Ma sarebbero necessari interventi “anche al di là della manovra economica. Questo Paese ha bisogno di politiche di salute e industriali e incentivi agli investimenti che vadano di pari passo, per dare sicurezza all’Italia e farla primeggiare lungo tutta la filiera, per attrarre talenti e raggiungere i risultati in ricerca, ma anche in produzione e distribuzione, dove la concorrenza è oggi accelerata e lo sarà ancor di più nel prossimo futuro. Sono scelte coraggiose che vanno intraprese, questo è il momento di intervenire per continuare ad assicurare un futuro di crescita per il sistema Paese e di salute per i cittadini. L’Italia e il Governo hanno ben fatto fin qui, prendendo anche una posizione forte sulla proposta della Commissione europea di revisione della legislazione farmaceutica”.
“Dobbiamo continuare su questa strada accelerando sulla riforma dell’Agenzia italiana del farmaco (Aifa), per garantire tempi più brevi nell’accesso alle cure e la possibilità di un dialogo strutturato con le aziende, sia come early advice sia durante le fasi di negoziazione che avvengono oggi per lettera, e utilizzando criteri value-based. C’è necessità di definire percorsi di accesso più veloci, innovativi, valorizzando i farmaci”.
Altro elemento non meno importante: “In Italia i prezzi dei farmaci sono fra i più bassi in Europa - fa notare Cattani - frutto della storia degli ultimi 15 anni di forte contenimento della spesa. Oggi questa è una debolezza a fronte di tutti gli aumenti a cui siamo sottoposti, in particolare per classi di farmaci salvavita (diuretici, anticoagulanti, antibiotici) che risultano ormai difficili da continuare a produrre. L’aumento dei costi per le industrie è del +30% mentre i prezzi sono stabili e anzi hanno iniziato a diminuire da luglio, secondo dati Istat.
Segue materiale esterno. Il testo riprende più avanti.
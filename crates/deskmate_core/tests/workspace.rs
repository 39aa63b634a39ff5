use deskmate_core::remote::memory::{RemoteCall, RemoteOp};
use deskmate_core::{
    AuthApi, AuthPhase, LoginForm, MemoryBackend, NoteDraft, RegisterForm, RemoteError,
    RemoteErrorCode, SnapshotCache, StoreError, Table, TaskDraft, Workspace,
};
use serde_json::json;
use std::sync::Arc;

#[test]
fn login_binds_and_loads_every_store() {
    let backend = Arc::new(MemoryBackend::new());
    let user = backend.add_user("ada@example.com", "secret1", None);
    backend.seed_row(Table::Notes, json!({ "user_id": user, "title": "seeded" }));
    backend.seed_row(Table::Tasks, json!({ "user_id": user, "title": "todo" }));
    let mut workspace = Workspace::new(backend, None);

    let bound = workspace
        .login(&LoginForm::new("ada@example.com", "secret1"))
        .unwrap();
    assert_eq!(bound.user, Some(user));
    assert!(!bound.reloaded);
    assert!(workspace.notes().items().is_empty());

    let report = workspace.reload();
    assert!(report.reloaded);
    assert!(report.is_clean());
    assert_eq!(workspace.notes().items().len(), 1);
    assert_eq!(workspace.tasks().items().len(), 1);
    assert_eq!(workspace.notes().owner(), Some(user));
    assert_eq!(workspace.notebooks().owner(), Some(user));
}

#[test]
fn logout_clears_every_store() {
    let backend = Arc::new(MemoryBackend::new());
    backend.add_user("ada@example.com", "secret1", None);
    let mut workspace = Workspace::new(backend, None);
    workspace
        .login(&LoginForm::new("ada@example.com", "secret1"))
        .unwrap();
    workspace
        .notes_mut()
        .create(&NoteDraft::new("X", "Y"))
        .unwrap();
    workspace.notebooks_mut().create("Trip").unwrap();

    let report = workspace.logout().unwrap();
    assert_eq!(report.user, None);
    assert!(!workspace.auth().is_authenticated());
    assert!(workspace.notes().items().is_empty());
    assert!(workspace.notebooks().items().is_empty());
    assert!(workspace.notebooks().active().is_none());
}

#[test]
fn fetch_failures_are_reported_per_table() {
    let backend = Arc::new(MemoryBackend::new());
    backend.add_user("ada@example.com", "secret1", None);
    backend.fail_next(RemoteOp::Select, Table::Tasks, RemoteError::rejected("boom"));
    let mut workspace = Workspace::new(backend, None);

    workspace
        .login(&LoginForm::new("ada@example.com", "secret1"))
        .unwrap();
    let report = workspace.reload();
    assert_eq!(report.failures.len(), 1);
    assert_eq!(report.failures[0].0, Table::Tasks);
    assert!(workspace.tasks().items().is_empty());
}

#[test]
fn server_side_revocation_is_followed_on_poll() {
    let backend = Arc::new(MemoryBackend::new());
    backend.add_user("ada@example.com", "secret1", None);
    let mut workspace = Workspace::new(backend.clone(), None);
    workspace
        .login(&LoginForm::new("ada@example.com", "secret1"))
        .unwrap();
    workspace
        .tasks_mut()
        .create(&TaskDraft::new("t"))
        .unwrap();
    assert!(workspace.poll().is_none());

    backend.revoke_session();
    let report = workspace.poll().unwrap();
    assert_eq!(report.user, None);
    assert!(workspace.tasks().items().is_empty());
}

#[test]
fn start_shows_cached_lists_until_reload() {
    let backend = Arc::new(MemoryBackend::new());
    let cache = Arc::new(SnapshotCache::in_memory().unwrap());
    backend.add_user("ada@example.com", "secret1", None);

    let mut first = Workspace::new(backend.clone(), Some(cache.clone()));
    first
        .login(&LoginForm::new("ada@example.com", "secret1"))
        .unwrap();
    first.notes_mut().create(&NoteDraft::new("X", "Y")).unwrap();

    let mut second = Workspace::new(backend.clone(), Some(cache));
    let report = second.start().unwrap();
    assert!(second.auth().is_authenticated());
    assert!(!report.reloaded);
    assert_eq!(report.restored, 1);
    assert_eq!(second.notes().items()[0].title, "X");
    assert!(second.cached_at(Table::Notes).is_some());
    assert!(second.cached_at(Table::Events).is_none());
    let notes_select = RemoteCall {
        op: RemoteOp::Select,
        table: Table::Notes,
    };
    assert!(!backend.calls().contains(&notes_select));

    backend.fail_next(RemoteOp::Select, Table::Notes, RemoteError::rejected("offline"));
    let report = second.reload();
    assert_eq!(report.failures[0].0, Table::Notes);
    assert!(second.notes().items().is_empty());
}

#[test]
fn start_without_cache_restores_nothing() {
    let backend = Arc::new(MemoryBackend::new());
    let user = backend.add_user("ada@example.com", "secret1", None);
    backend.seed_row(Table::Notes, json!({ "user_id": user, "title": "remote" }));
    backend.sign_in("ada@example.com", "secret1").unwrap();

    let mut workspace = Workspace::new(backend, None);
    let report = workspace.start().unwrap();
    assert_eq!(report.restored, 0);
    assert!(workspace.notes().items().is_empty());
    assert!(workspace.cached_at(Table::Notes).is_none());

    workspace.reload();
    assert_eq!(workspace.notes().items().len(), 1);
}

#[test]
fn second_login_is_refused_and_keeps_backend_in_step() {
    let backend = Arc::new(MemoryBackend::new());
    let user = backend.add_user("ada@example.com", "secret1", None);
    let mut workspace = Workspace::new(backend.clone(), None);
    workspace
        .login(&LoginForm::new("ada@example.com", "secret1"))
        .unwrap();
    let sign_ins = backend.auth_calls().len();

    let err = workspace
        .login(&LoginForm::new("ada@example.com", "wrong1"))
        .unwrap_err();
    assert_eq!(err, StoreError::AlreadyAuthenticated);
    assert_eq!(backend.auth_calls().len(), sign_ins);
    assert_eq!(workspace.auth().user_id(), Some(user));
    let held = backend.current_session().unwrap().map(|session| session.user_id());
    assert_eq!(held, workspace.auth().user_id());
    assert!(workspace.poll().is_none());
    assert_eq!(workspace.auth().phase(), AuthPhase::Authenticated);
}

#[test]
fn failed_login_after_logout_is_not_undone_by_poll() {
    let backend = Arc::new(MemoryBackend::new());
    backend.add_user("ada@example.com", "secret1", None);
    let mut workspace = Workspace::new(backend.clone(), None);
    workspace
        .login(&LoginForm::new("ada@example.com", "secret1"))
        .unwrap();
    workspace.logout().unwrap();

    let err = workspace
        .login(&LoginForm::new("ada@example.com", "wrong1"))
        .unwrap_err();
    assert!(matches!(
        err,
        StoreError::Remote(RemoteError {
            code: RemoteErrorCode::Unauthorized,
            ..
        })
    ));
    assert!(backend.current_session().unwrap().is_none());

    assert!(workspace.poll().is_none());
    assert!(!workspace.auth().is_authenticated());
    assert_eq!(workspace.auth().phase(), AuthPhase::Anonymous);
    assert_eq!(workspace.notes().owner(), None);
}

#[test]
fn register_with_mismatch_makes_no_remote_call() {
    let backend = Arc::new(MemoryBackend::new());
    let mut workspace = Workspace::new(backend.clone(), None);

    assert!(workspace
        .register(&RegisterForm::new("ada@example.com", "abc", "xyz"))
        .is_err());
    assert!(backend.auth_calls().is_empty());
    assert!(backend.calls().is_empty());
    assert!(backend.current_session().unwrap().is_none());
}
Una difficoltà certificata dalla Banca d’Italia. E se pensiamo alla possibilità di una nuova emergenza sanitaria, questo ci espone a grandi rischi. Su questi temi abbiamo in corso un dialogo molto positivo con il Ministero delle Imprese e del made in Italy, in particolare nel tavolo congiunto con il Ministero della Salute, per mettere in campo nuovi strumenti in grado di attrarre in Italia più investimenti, tenendo conto che, ad esempio, per aprire un nuovo stabilimento produttivo occorrono almeno 5 anni. Possiamo e dobbiamo essere un punto di riferimento per la manifattura in Italia perché il nostro settore è ad alto valore aggiunto e contribuisce, insieme all’indotto, con un effetto diretto sulla crescita, determinando il 2% del Pil. Un valore che – con misure attrattive – potrebbe crescere di un ulteriore punto percentuale in 5 anni. Il potenziale c’è: il mio sogno è quello che l’Italia sviluppi ancora di più una visione strategica per il settore Life Sciences, istituendo anche una Agenzia nazionale per la salute digitale. E che si doti di una serie di strutture con obiettivi operativi molto chiari, per essere competitivi anche con Singapore, Cina, Stati Uniti, Emirati Arabi”.